What is it?
A term used to denote the finalization of an agreement, a legal obligation, or a procedural step, indicating that the necessary actions have been concluded or that a specific condition has been met.
Direct answer
This section is written to answer the term query immediately, before the reader has to scroll through secondary detail.
In a legal context, 'close' refers to the state of being finished or complete, often signifying that an obligation, agreement, or process has reached its final stage. It implies a definitive conclusion or resolution within a contractual or procedural framework.
Why readers land here
Most people are trying to decode one unfamiliar term quickly, then decide whether the surrounding clause changes risk, money, control, or timing.
Plain English
A cleaner interpretation for founders, operators, freelancers, and anyone reading legal text without slowing down the whole document review.
Imagine 'close' as meaning something is totally finished or settled down. In law, it means the deal is done, the dispute is resolved, or a required action has been completed successfully.
Structured for both skimming humans and answer-oriented search systems: direct questions, direct answers, minimal fluff.
A term used to denote the finalization of an agreement, a legal obligation, or a procedural step, indicating that the necessary actions have been concluded or that a specific condition has been met.

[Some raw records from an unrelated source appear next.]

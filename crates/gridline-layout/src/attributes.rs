//! Layout attributes handed to the host for drawing.

use gridline_core::{Color, IndexPath, Point, Rect};

/// What kind of view an attribute describes.
#[derive(Debug, Clone, PartialEq, Eq, Hash)]
pub enum ElementCategory {
    Cell,
    Supplementary(String),
    Decoration(String),
}

impl ElementCategory {
    /// Element kind of supplementary and decoration views.
    pub fn element_kind(&self) -> Option<&str> {
        match self {
            ElementCategory::Cell => None,
            ElementCategory::Supplementary(kind) | ElementCategory::Decoration(kind) => Some(kind),
        }
    }
}

/// Position and draw state of one element.
#[derive(Debug, Clone, PartialEq)]
pub struct LayoutAttributes {
    pub category: ElementCategory,
    pub index_path: IndexPath,
    /// Effective frame, including any pinning adjustment
    pub frame: Rect,
    /// Origin before pinning
    pub unpinned_origin: Point,
    pub z_index: i32,
    pub is_hidden: bool,
    pub is_pinned: bool,
    pub background_color: Option<Color>,
    pub selected_background_color: Option<Color>,
    pub corner_radius: f64,
    /// Column of a cell within its row
    pub column_index: Option<usize>,
    pub has_estimated_height: bool,
}

impl LayoutAttributes {
    fn new(category: ElementCategory, index_path: IndexPath, frame: Rect, z_index: i32) -> Self {
        Self {
            category,
            index_path,
            frame,
            unpinned_origin: frame.origin(),
            z_index,
            is_hidden: false,
            is_pinned: false,
            background_color: None,
            selected_background_color: None,
            corner_radius: 0.0,
            column_index: None,
            has_estimated_height: false,
        }
    }

    pub fn cell(index_path: IndexPath, frame: Rect, z_index: i32) -> Self {
        Self::new(ElementCategory::Cell, index_path, frame, z_index)
    }

    pub fn supplementary(kind: &str, index_path: IndexPath, frame: Rect, z_index: i32) -> Self {
        Self::new(ElementCategory::Supplementary(kind.to_string()), index_path, frame, z_index)
    }

    pub fn decoration(kind: &str, index_path: IndexPath, frame: Rect, z_index: i32) -> Self {
        Self::new(ElementCategory::Decoration(kind.to_string()), index_path, frame, z_index)
    }

    pub fn is_cell(&self) -> bool {
        self.category == ElementCategory::Cell
    }

    pub fn element_kind(&self) -> Option<&str> {
        self.category.element_kind()
    }
}
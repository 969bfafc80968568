//! Layout descriptions and options loaded from JSON.
#![cfg(feature = "serde")]

use std::num::NonZeroUsize;

use gridline_layout::{
    compute_layout, LayoutDescription, LayoutOptions, SectionDescription, SectionMetrics, SectionStyle, Size,
    SupplementaryItem,
};

#[test]
fn test_options_fill_missing_fields_with_defaults() {
    let options: LayoutOptions = serde_json::from_str(r#"{ "hairline": 0.5 }"#).unwrap();
    assert_eq!(options.hairline, 0.5);
    assert_eq!(options.theme, LayoutOptions::default().theme);
}

#[test]
fn test_description_survives_json() {
    let metrics = SectionMetrics::default()
        .with_number_of_columns(NonZeroUsize::new(2).unwrap())
        .with_row_height(Some(40.0))
        .with_shows_row_separator(true);
    let description = LayoutDescription::new(Size::new(320.0, 480.0))
        .with_section(
            SectionDescription::new(0, metrics.clone())
                .with_items(5)
                .with_supplementary_item(SupplementaryItem::header().with_height(30.0).pinned()),
        )
        .with_section(SectionDescription::new(1, metrics).with_style(SectionStyle::Table).with_items(2));

    let json = serde_json::to_string(&description).unwrap();
    let decoded: LayoutDescription = serde_json::from_str(&json).unwrap();
    assert_eq!(decoded, description);

    let options = LayoutOptions::default();
    let original = compute_layout(&description, &options, None).unwrap();
    let reloaded = compute_layout(&decoded, &options, None).unwrap();
    assert_eq!(original.content_size(), reloaded.content_size());
}

#[test]
fn test_metrics_keep_undefined_values_undefined() {
    let metrics = SectionMetrics::default().with_row_spacing(8.0);
    let json = serde_json::to_value(&metrics).unwrap();
    let decoded: SectionMetrics = serde_json::from_value(json).unwrap();

    assert!(decoded.defines_metric(gridline_layout::Metric::RowSpacing));
    assert!(!decoded.defines_metric(gridline_layout::Metric::RowHeight));
    assert_eq!(decoded.row_spacing(), 8.0);
}

#[test]
fn test_automatic_row_height_stays_defined() {
    let metrics = SectionMetrics::default().with_row_height(None);
    let json = serde_json::to_string(&metrics).unwrap();
    let decoded: SectionMetrics = serde_json::from_str(&json).unwrap();

    assert!(decoded.defines_metric(gridline_layout::Metric::RowHeight));
    assert_eq!(decoded.row_height(), None);

    // A defined automatic height still wins over the parent's fixed one.
    let mut child = decoded;
    child.inherit_from(&SectionMetrics::default().with_row_height(Some(44.0)));
    assert_eq!(child.row_height(), None);
}

#[test]
fn test_missing_metrics_load_as_undefined() {
    let decoded: SectionMetrics = serde_json::from_str(r#"{ "row_spacing": 4.0, "separator_color": null }"#).unwrap();

    assert_eq!(decoded.row_spacing(), 4.0);
    assert!(decoded.defines_metric(gridline_layout::Metric::SeparatorColor));
    assert!(!decoded.defines_metric(gridline_layout::Metric::Padding));
    assert_eq!(decoded.separator_insets, gridline_layout::EdgeInsets::ZERO);
}
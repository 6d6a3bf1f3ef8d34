use crate::app::{App, Settings};
use crate::classify::QuadrantMapping;
use crate::config::{self, Config};
use crate::geometry::{scatter_point, Margins, MatrixLayout};
use crate::model::{Category, Task, TaskRef, TaskStore};
use crate::storage::SaveFile;
use crate::ui;
use anyhow::{Context, Result};
use rand::thread_rng;
use std::path::PathBuf;

/// Resolved settings shared by every command.
pub struct Session {
    pub config: Config,
    pub mapping: QuadrantMapping,
    pub save_file: Option<SaveFile>,
}

impl Session {
    pub fn new(
        config: Config,
        file: Option<PathBuf>,
        no_save: bool,
        mapping: Option<QuadrantMapping>,
    ) -> Self {
        let save_file = if no_save || !config.persist {
            None
        } else {
            Some(SaveFile::new(file.unwrap_or_else(|| config.save_file.clone())))
        };
        Session {
            mapping: mapping.unwrap_or(config.mapping),
            config,
            save_file,
        }
    }

    fn load(&self) -> TaskStore {
        self.save_file
            .as_ref()
            .map(SaveFile::load)
            .unwrap_or_default()
    }

    fn save(&self, store: &TaskStore) -> Result<()> {
        match &self.save_file {
            Some(file) => file.save(store),
            None => {
                println!("(not saved: persistence is off)");
                Ok(())
            }
        }
    }
}

pub fn tui(session: Session) -> Result<()> {
    let store = session.load();
    let settings = Settings {
        mapping: session.mapping,
        metrics: session.config.metrics(),
        resize_debounce: session.config.resize_debounce(),
        save_file: session.save_file,
    };
    ui::run(App::new(store, settings))
}

pub fn add(session: &Session, text: String, urgent: bool, important: bool) -> Result<()> {
    let mut store = session.load();
    let category = session.mapping.classify(urgent, important);
    let layout = MatrixLayout::compute(session.config.canvas_width, session.config.canvas_height);
    let at = scatter_point(
        &mut thread_rng(),
        layout.quadrant_bounds(category),
        Margins::TEXT_LABEL,
    );
    let Some(task) = store.add(category, &text, at) else {
        println!("Nothing to add: task text is empty");
        return Ok(());
    };
    session.save(&store)?;
    println!("Added to {} as #{}", category, task.index);
    Ok(())
}

pub fn list(session: &Session, category: Option<String>) -> Result<()> {
    let store = session.load();
    let filter = category
        .map(|raw| raw.parse::<Category>())
        .transpose()?;
    for category in Category::ALL {
        if filter.is_some_and(|f| f != category) {
            continue;
        }
        println!("{}", category);
        let tasks = store.tasks(category);
        if tasks.is_empty() {
            println!("  (empty)");
        }
        for (idx, task) in tasks.iter().enumerate() {
            print_task(idx, task);
        }
        println!();
    }
    Ok(())
}

pub fn toggle(session: &Session, category: String, index: usize) -> Result<()> {
    let mut store = session.load();
    let category: Category = category.parse()?;
    let task = TaskRef::new(category, index);
    let completed = store
        .toggle(task)
        .with_context(|| format!("toggling task {} in {}", index, category))?;
    session.save(&store)?;
    let state = if completed { "completed" } else { "open" };
    println!("Task #{} in {} is now {}", index, category, state);
    Ok(())
}

pub fn clear(session: &Session) -> Result<()> {
    if let Some(file) = &session.save_file {
        file.remove()?;
        println!("Removed {}", file.path().display());
    } else {
        println!("Nothing to clear: persistence is off");
    }
    Ok(())
}

pub fn path(session: &Session) -> Result<()> {
    match &session.save_file {
        Some(file) => println!("save file: {}", file.path().display()),
        None => println!("save file: (persistence off)"),
    }
    match config::config_path() {
        Some(path) => println!("config:    {}", path.display()),
        None => println!("config:    (no config directory)"),
    }
    Ok(())
}

fn print_task(idx: usize, task: &Task) {
    let mark = if task.completed { "x" } else { " " };
    println!("  {:>2}. [{}] {}  ({}, {})", idx, mark, task.text, task.x, task.y);
}

#[cfg(test)]
mod tests {
    use super::*;
    use tempfile::TempDir;

    fn session(dir: &TempDir) -> Session {
        Session::new(
            Config::default(),
            Some(dir.path().join("tasks.json")),
            false,
            None,
        )
    }

    #[test]
    fn add_then_toggle_persists() {
        let dir = TempDir::new().unwrap();
        let session = session(&dir);
        add(&session, "Finish report".into(), true, true).unwrap();
        let store = session.load();
        let tasks = store.tasks(Category::UrgentImportant);
        assert_eq!(tasks.len(), 1);
        let bounds = MatrixLayout::compute(760, 640).quadrant_bounds(Category::UrgentImportant);
        assert!(tasks[0].x >= bounds.x1 + 20 && tasks[0].x <= bounds.x2 - 80);

        toggle(&session, "urgent-important".into(), 0).unwrap();
        assert!(session.load().tasks(Category::UrgentImportant)[0].completed);
    }

    #[test]
    fn toggle_out_of_range_fails() {
        let dir = TempDir::new().unwrap();
        let session = session(&dir);
        assert!(toggle(&session, "urgent-important".into(), 4).is_err());
        assert!(toggle(&session, "someday".into(), 0).is_err());
    }

    #[test]
    fn clear_removes_save_file() {
        let dir = TempDir::new().unwrap();
        let session = session(&dir);
        add(&session, "Temp".into(), false, false).unwrap();
        clear(&session).unwrap();
        assert!(!dir.path().join("tasks.json").exists());
        assert!(session.load().is_empty());
    }

    #[test]
    fn no_save_disables_persistence() {
        let dir = TempDir::new().unwrap();
        let session = Session::new(
            Config::default(),
            Some(dir.path().join("tasks.json")),
            true,
            Some(QuadrantMapping::Transposed),
        );
        assert!(session.save_file.is_none());
        assert_eq!(session.mapping, QuadrantMapping::Transposed);
        add(&session, "Ephemeral".into(), true, false).unwrap();
        assert!(!dir.path().join("tasks.json").exists());
    }

    #[test]
    fn persist_off_in_config_disables_persistence() {
        let config = Config {
            persist: false,
            ..Config::default()
        };
        let session = Session::new(config, None, false, None);
        assert!(session.save_file.is_none());
    }
}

It matters because it defines the endpoint of a legal action, signaling that a contract is fulfilled, a dispute is settled, or a required administrative process has reached its end. It is crucial for determining finality in litigation or contract execution.
It usually appears when discussing the termination of a lease agreement, the closure of a transaction, the conclusion of a formal hearing, or the successful completion of a defined scope of work.
Found primarily within contracts, legal pleadings, regulatory compliance documents, and judicial orders where the finality of an action is being established.
Affected parties include the parties executing the contract, the court deciding the case, or the entity that has completed a defined obligation.
In practice, 'close' dictates whether a legal requirement has been met to satisfy the terms of a document. It involves checking if all necessary steps have been taken to bring a legal matter to a definitive end.
A compact visual model plus real-world examples makes the term easier to recognize in contracts, claims, and negotiation language.
Use this as a quick mental picture before you read the examples or go back into the clause itself.
A contract stating that the parties agree to close the transaction by the specified date.
A court order declaring that a specific claim or action is now closed and resolved.
Next step
If this term appears in a live document, the surrounding sentence usually matters more than the dictionary meaning alone.
Knowledge graph
This layer links the term to nearby glossary entries, document use cases, and contract-risk guides so both humans and answer engines can move from definition to context without dead ends.
Disclaimer: We do not provide legal advice. We translate legal language into plain English and help you prepare for a conversation with a lawyer.